GCP lists a T4 which is suitable for inference for between $0.11/hour and $0.35/...

carbocation · on Sept 10, 2021

Agreed - I priced this out for a specific distributed inference task a few months ago and the T4 was cheaper and faster than GPU.

On 26 million images using a pytorch model that had 41 million parameters, T4 instances were about 32% cheaper than CPU instances, and took about 45% of the time even after accounting for extra GPU startup time.

ml_hardware · on Sept 10, 2021

T4 is a gpu :) NVIDIA Tesla T4: https://www.nvidia.com/en-us/data-center/tesla-t4/

carbocation · on Sept 11, 2021

Yes, I’m using “T4” as a shorthand for “instances otherwise matched to the CPU-based instances but which also have a T4 GPU.”

mkaic · on Sept 10, 2021

OP was most likely referring to the AWS EC2 instance type T4, which runs on Amazon Graviton processors IIRC.

mkl · on Sept 11, 2021

> GCP lists a T4

GCP not AWS, or are you talking about a different OP?

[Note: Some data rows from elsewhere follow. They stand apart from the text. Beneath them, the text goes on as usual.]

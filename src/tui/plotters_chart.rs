//! Plotters-powered sweep chart widget for Ratatui.
//!
//! We render Plotters output into the Ratatui buffer using `plotters-ratatui-backend`.

use plotters::prelude::*;
use plotters_ratatui_backend::widget_fn;
use ratatui::{
    buffer::Buffer,
    layout::Rect,
    style::{Color, Style},
    widgets::Widget,
};

/// One line series.
#[derive(Debug, Clone)]
pub struct ChartLine {
    pub label: &'static str,
    pub points: Vec<(f64, f64)>,
    pub color: RGBColor,
}

/// A lightweight, render-only chart description.
///
/// All series and bounds are computed outside the render call; `render()` only draws.
pub struct SweepChart<'a> {
    /// Line series, drawn in order.
    pub lines: &'a [ChartLine],
    /// Single-pixel markers drawn on top (envelope samples, band edges).
    pub markers: &'a [(f64, f64)],
    pub marker_color: RGBColor,
    /// X bounds (wavelength).
    pub x_bounds: [f64; 2],
    pub y_bounds: [f64; 2],
    pub x_label: &'a str,
    pub y_label: &'a str,
}

impl<'a> Widget for SweepChart<'a> {
    fn render(self, area: Rect, buf: &mut Buffer) {
        // Plotters may fail to build a chart in a tiny area.
        if area.width < 20 || area.height < 8 {
            buf.set_string(
                area.x,
                area.y,
                "Chart area too small (resize terminal).",
                Style::default().fg(Color::Yellow),
            );
            return;
        }

        let [x0, x1] = self.x_bounds;
        let [y0, y1] = self.y_bounds;
        if !(x0.is_finite() && x1.is_finite() && y0.is_finite() && y1.is_finite()) || x1 <= x0 || y1 <= y0 {
            return;
        }

        let widget = widget_fn(move |root| {
            let mut chart = ChartBuilder::on(&root)
                .margin(1)
                // Terminal cells are low-res, so keep label areas compact.
                .set_label_area_size(LabelAreaPosition::Left, 6)
                .set_label_area_size(LabelAreaPosition::Bottom, 3)
                .build_cartesian_2d(x0..x1, y0..y1)?;

            chart
                .configure_mesh()
                .disable_x_mesh()
                .disable_y_mesh()
                .x_desc(self.x_label)
                .y_desc(self.y_label)
                .x_labels(5)
                .y_labels(5)
                .label_style(("sans-serif", 10).into_font().color(&WHITE))
                .axis_style(&WHITE)
                .bold_line_style(&WHITE)
                .draw()?;

            for line in self.lines {
                chart.draw_series(LineSeries::new(line.points.iter().copied(), &line.color))?;
            }

            // `Circle` radii are mis-scaled by the ratatui backend; a colored
            // `Pixel` renders as a clean dot.
            let marker_color = self.marker_color;
            chart.draw_series(self.markers.iter().map(|&(x, y)| Pixel::new((x, y), marker_color)))?;

            Ok(())
        });

        widget.render(area, buf);
    }
}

37ef_ced3 · on Sept 10, 2021

Many businesses/services can't saturate the hardware you describe. It's just too much compute power. With CPUs you can scale down to fit your actual needs: all the way down to a single AVX-512 core doing maybe 24 inferences per second (costing a few dollars PER MONTH).

Also, your cost/inference results will change if you use a fast CPU inference engine, instead of something slow like PyTorch (which you appear to be using).

carbocation · on Sept 11, 2021

Thanks - this is something I wasn’t familiar with. Do you have any pointers for CPU inference engines that you’ve had good experience with or that I can look into further?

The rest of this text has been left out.